§ Dataset entries
========================================================================
//! Error mapping for the HTTP transport
//!
//! Converts reqwest failures into transport errors with a short
//! classification in front, so a timeout reads differently from a refused
//! connection or a TLS failure in the logs.

use std::error::Error as StdError;

use reqwest::StatusCode;

use super::InquiryError;

/// Map a reqwest failure for `endpoint` to a transport error
pub fn map_transport_error(error: &reqwest::Error, endpoint: &str) -> InquiryError {
    let class = classify_transport_error(error);
    InquiryError::transport(endpoint, format!("{}: {}", class, describe_chain(error)))
}

/// Helper function to classify transport failures by category
pub fn classify_transport_error(error: &reqwest::Error) -> &'static str {
    if error.is_timeout() {
        "timeout"
    } else if error.is_connect() {
        "connection failed"
    } else if error.is_body() || error.is_decode() {
        "incomplete response"
    } else if error.is_request() {
        "request failed"
    } else {
        "transport failure"
    }
}

/// Canonical reason phrase for a status code, if it has one
pub fn canonical_reason(code: u16) -> Option<&'static str> {
    StatusCode::from_u16(code).ok().and_then(|status| status.canonical_reason())
}

/// Render an error and its sources on one line
///
/// reqwest keeps the interesting part (refused, certificate, ...) in the
/// source chain, not in the top-level message.
fn describe_chain(error: &(dyn StdError + 'static)) -> String {
    let mut message = error.to_string();
    let mut source = error.source();
    while let Some(cause) = source {
        message.push_str(": ");
        message.push_str(&cause.to_string());
        source = cause.source();
    }
    message
}

#[cfg(test)]
mod tests {
    use super::*;

    #[test]
    fn test_canonical_reason() {
        assert_eq!(canonical_reason(200), Some("OK"));
        assert_eq!(canonical_reason(503), Some("Service Unavailable"));
        assert_eq!(canonical_reason(599), None);
    }

    #[tokio::test]
    async fn test_connection_refused_is_classified() {
        // Nothing listens on a port we just released
        let listener = std::net::TcpListener::bind("127.0.0.1:0").unwrap();
        let addr = listener.local_addr().unwrap();
        drop(listener);

        let endpoint = format!("http://{}/v1/inquire/restart/", addr);
        let error = reqwest::Client::new().get(&endpoint).send().await.unwrap_err();
        let mapped = map_transport_error(&error, &endpoint);

        match mapped {
            InquiryError::Transport { endpoint: e, cause } => {
                assert_eq!(e, endpoint);
                assert!(cause.starts_with("connection failed"), "unexpected cause: {}", cause);
            }
            other => panic!("expected transport error, got {:?}", other),
        }
    }
}
//! Tests for the go-ahead client
//!
//! Shared fixtures live here; the test modules use them.

pub mod config_tests;

use std::sync::Mutex;

use serde_json::{json, Value};

use crate::core::Diagnostics;
use crate::error::Severity;
use crate::inquiry::RawResponse;

/// Diagnostics sink that remembers everything it was told
#[derive(Debug, Default)]
pub struct RecordingDiagnostics {
    entries: Mutex<Vec<(Severity, String)>>,
}

impl RecordingDiagnostics {
    pub fn new() -> Self {
        Self::default()
    }

    pub fn entries(&self) -> Vec<(Severity, String)> {
        self.entries.lock().unwrap().clone()
    }

    pub fn messages(&self, severity: Severity) -> Vec<String> {
        self.entries()
            .into_iter()
            .filter(|(s, _)| *s == severity)
            .map(|(_, message)| message)
            .collect()
    }

    pub fn warnings(&self) -> Vec<String> {
        self.messages(Severity::Warning)
    }

    pub fn errors(&self) -> Vec<String> {
        self.messages(Severity::Error)
    }
}

impl Diagnostics for RecordingDiagnostics {
    fn warning(&self, message: &str) {
        self.entries
            .lock()
            .unwrap()
            .push((Severity::Warning, message.to_string()));
    }

    fn error(&self, message: &str) {
        self.entries
            .lock()
            .unwrap()
            .push((Severity::Error, message.to_string()));
    }
}

/// A complete, valid answer body
pub fn answer_body(go_ahead: bool) -> Value {
    json!({
        "error": null,
        "timestamp": "t1",
        "go_ahead": go_ahead,
        "unknown_host": false,
        "ask_again_in": 0,
        "request_id": "r1",
        "found_cluster": true,
        "requesting_fqdn": "a.example.com",
        "message": "ok"
    })
}

/// A 200 response carrying `body`
pub fn ok_response(body: &Value) -> RawResponse {
    RawResponse::new(200, serde_json::to_vec(body).unwrap())
}
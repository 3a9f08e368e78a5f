//! Turns an identity and a target kind into a request

use super::models::{Identity, InquiryPayload, InquiryRequest, TargetKind};

/// Builds inquiries against one go-ahead service
#[derive(Debug, Clone, PartialEq, Eq)]
pub struct InquiryBuilder {
    base_url: String,
}

impl InquiryBuilder {
    /// Trailing slashes on `base_url` are dropped; inquiry paths bring their own.
    pub fn new(base_url: impl Into<String>) -> Self {
        let base_url = base_url.into();
        Self {
            base_url: base_url.trim_end_matches('/').to_string(),
        }
    }

    pub fn base_url(&self) -> &str {
        &self.base_url
    }

    /// Build the inquiry for `kind`
    ///
    /// Never fails. An empty fqdn is the caller's mistake and is passed
    /// through; the combiner refuses such identities before getting here.
    pub fn build(&self, identity: &Identity, kind: TargetKind) -> InquiryRequest {
        let url = format!("{}{}", self.base_url, kind.path());
        let payload = InquiryPayload {
            fqdn: identity.fqdn().to_string(),
            uptime: identity.uptime().clone(),
        };

        InquiryRequest::new(kind, url, payload)
    }
}
//! Polling the go-ahead service until it says yes
//!
//! A caller that wants to restart asks repeatedly, waiting between attempts.
//! The wait comes from an exponential backoff (constant by default) and is
//! stretched to the service's `ask_again_in` hint when that is longer.

use std::future::Future;
use std::time::Duration;

use backoff::backoff::Backoff;
use backoff::{ExponentialBackoff, ExponentialBackoffBuilder};

use crate::inquiry::Verdict;

/// Polling policy configuration
#[derive(Debug, Clone, PartialEq)]
pub struct PollConfig {
    /// Additional attempts after the first one (0 means ask once)
    pub max_retries: u32,

    /// Wait before the first retry
    pub delay: Duration,

    /// Upper bound for any wait, including the service's hint
    pub max_delay: Duration,

    /// Growth of the wait between retries; 1.0 keeps it constant
    pub multiplier: f64,

    /// Jitter applied to each wait
    pub randomization_factor: f64,
}

impl Default for PollConfig {
    fn default() -> Self {
        Self {
            max_retries: 0,
            delay: Duration::from_secs(60),
            max_delay: Duration::from_secs(600),
            multiplier: 1.0,
            randomization_factor: 0.0,
        }
    }
}

/// Repeats an inquiry until it is granted or the retries run out
#[derive(Debug, Clone)]
pub struct Poller {
    config: PollConfig,
}

impl Poller {
    pub fn new(config: PollConfig) -> Self {
        Self { config }
    }

    pub fn config(&self) -> &PollConfig {
        &self.config
    }

    /// Run `attempt` until it grants or `max_retries` extra attempts were made
    ///
    /// Returns the last verdict.
    pub async fn poll<F, Fut>(&self, mut attempt: F) -> Verdict
    where
        F: FnMut() -> Fut,
        Fut: Future<Output = Verdict>,
    {
        let mut backoff = self.backoff();
        let mut attempts = 0;

        loop {
            let verdict = attempt().await;
            if verdict.granted || attempts >= self.config.max_retries {
                return verdict;
            }

            let wait = self.next_wait(backoff.next_backoff(), verdict.ask_again_in);
            log::info!(
                "Restart not permitted yet, asking again in {:?} (attempt {}/{})",
                wait,
                attempts + 1,
                self.config.max_retries
            );

            tokio::time::sleep(wait).await;
            attempts += 1;
        }
    }

    fn backoff(&self) -> ExponentialBackoff {
        ExponentialBackoffBuilder::new()
            .with_initial_interval(self.config.delay)
            .with_max_interval(self.max_delay())
            .with_multiplier(self.config.multiplier)
            .with_randomization_factor(self.config.randomization_factor)
            .with_max_elapsed_time(None)
            .build()
    }

    fn max_delay(&self) -> Duration {
        self.config.max_delay.max(self.config.delay)
    }

    /// The scheduled wait, raised to the service's hint but never past `max_delay`
    fn next_wait(&self, scheduled: Option<Duration>, hint: Option<Duration>) -> Duration {
        let scheduled = scheduled.unwrap_or(self.config.delay);
        match hint {
            Some(hint) => scheduled.max(hint.min(self.max_delay())),
            None => scheduled,
        }
    }
}
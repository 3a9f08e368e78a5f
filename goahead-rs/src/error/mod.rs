//! Error handling for the go-ahead client
//!
//! Every way an inquiry can fail has its own variant so the diagnostic
//! channel can say exactly what went wrong. None of these ever reach the
//! caller of [`crate::decide`]: they are reported and then collapsed into a
//! negative answer.

use std::fmt;
use thiserror::Error;

use crate::inquiry::EXPECTED_KEYS;

pub mod mapping;

/// Result type for go-ahead operations
pub type Result<T> = std::result::Result<T, InquiryError>;

/// How loudly a failure is reported
#[derive(Debug, Clone, Copy, PartialEq, Eq, Hash)]
pub enum Severity {
    /// Protocol or data problems on the arbiter's side of the contract
    Warning,
    /// Operational problems: the arbiter could not be reached at all
    Error,
}

impl fmt::Display for Severity {
    fn fmt(&self, f: &mut fmt::Formatter<'_>) -> fmt::Result {
        match self {
            Severity::Warning => write!(f, "warning"),
            Severity::Error => write!(f, "error"),
        }
    }
}

/// Main error type for go-ahead inquiries
#[derive(Error, Debug, Clone, PartialEq)]
pub enum InquiryError {
    /// The request could not be sent or no response came back
    #[error("Received error {cause} while contacting {endpoint}")]
    Transport { endpoint: String, cause: String },

    /// A response arrived with something other than 200 OK
    #[error("Received status code {code}{}", reason_suffix(.reason))]
    Status { code: u16, reason: Option<String> },

    /// The body is not a JSON object
    #[error("The go-ahead service did not return valid json: {0}")]
    Parse(String),

    /// The JSON object lacks one or more required keys
    #[error(
        "Expected keys [{}] are not all present in the returned keys [{}] (missing: {})",
        EXPECTED_KEYS.join(", "),
        .received.join(", "),
        .missing.join(", ")
    )]
    Schema {
        missing: Vec<String>,
        received: Vec<String>,
    },

    /// The client could not be set up (bad URL, unreadable CA bundle, ...)
    #[error("Configuration error: {0}")]
    Configuration(String),
}

fn reason_suffix(reason: &Option<String>) -> String {
    match reason {
        Some(reason) => format!(" ({})", reason),
        None => String::new(),
    }
}

impl InquiryError {
    /// Create a transport error for the given endpoint
    pub fn transport(endpoint: impl Into<String>, cause: impl fmt::Display) -> Self {
        InquiryError::Transport {
            endpoint: endpoint.into(),
            cause: cause.to_string(),
        }
    }

    /// Create a status error, filling in the canonical reason phrase
    pub fn status(code: u16) -> Self {
        InquiryError::Status {
            code,
            reason: mapping::canonical_reason(code).map(str::to_string),
        }
    }

    /// Create a parse error
    pub fn parse(message: impl Into<String>) -> Self {
        InquiryError::Parse(message.into())
    }

    /// Create a schema error from the keys that are missing and the keys
    /// that were actually received
    pub fn schema(missing: Vec<String>, received: Vec<String>) -> Self {
        InquiryError::Schema { missing, received }
    }

    /// Create a configuration error
    pub fn configuration(message: impl Into<String>) -> Self {
        InquiryError::Configuration(message.into())
    }

    /// Severity the failure is reported with
    pub fn severity(&self) -> Severity {
        match self {
            InquiryError::Transport { .. } | InquiryError::Configuration(_) => Severity::Error,
            InquiryError::Status { .. } | InquiryError::Parse(_) | InquiryError::Schema { .. } => {
                Severity::Warning
            }
        }
    }

    /// Short machine-friendly name of the failure class
    pub fn kind(&self) -> &'static str {
        match self {
            InquiryError::Transport { .. } => "transport",
            InquiryError::Status { .. } => "status",
            InquiryError::Parse(_) => "parse",
            InquiryError::Schema { .. } => "schema",
            InquiryError::Configuration(_) => "configuration",
        }
    }

    /// The HTTP status code if the failure carries one
    pub fn status_code(&self) -> Option<u16> {
        match self {
            InquiryError::Status { code, .. } => Some(*code),
            _ => None,
        }
    }
}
========================================================================
§ Requirement
Could you retype exactly the lines above, starting at the line that contains "endpoint: e, cause" and ending at the line that contains "pub fn errors(&self)", and nothing more?

§ Reply to the exercise
            InquiryError::Transport { endpoint: e, cause } => {
                assert_eq!(e, endpoint);
                assert!(cause.starts_with("connection failed"), "unexpected cause: {}", cause);
            }
            other => panic!("expected transport error, got {:?}", other),
        }
    }
}
//! Tests for the go-ahead client
//!
//! Shared fixtures live here; the test modules use them.

pub mod config_tests;

use std::sync::Mutex;

use serde_json::{json, Value};

use crate::core::Diagnostics;
use crate::error::Severity;
use crate::inquiry::RawResponse;

/// Diagnostics sink that remembers everything it was told
#[derive(Debug, Default)]
pub struct RecordingDiagnostics {
    entries: Mutex<Vec<(Severity, String)>>,
}

impl RecordingDiagnostics {
    pub fn new() -> Self {
        Self::default()
    }

    pub fn entries(&self) -> Vec<(Severity, String)> {
        self.entries.lock().unwrap().clone()
    }

    pub fn messages(&self, severity: Severity) -> Vec<String> {
        self.entries()
            .into_iter()
            .filter(|(s, _)| *s == severity)
            .map(|(_, message)| message)
            .collect()
    }

    pub fn warnings(&self) -> Vec<String> {
        self.messages(Severity::Warning)
    }

    pub fn errors(&self) -> Vec<String> {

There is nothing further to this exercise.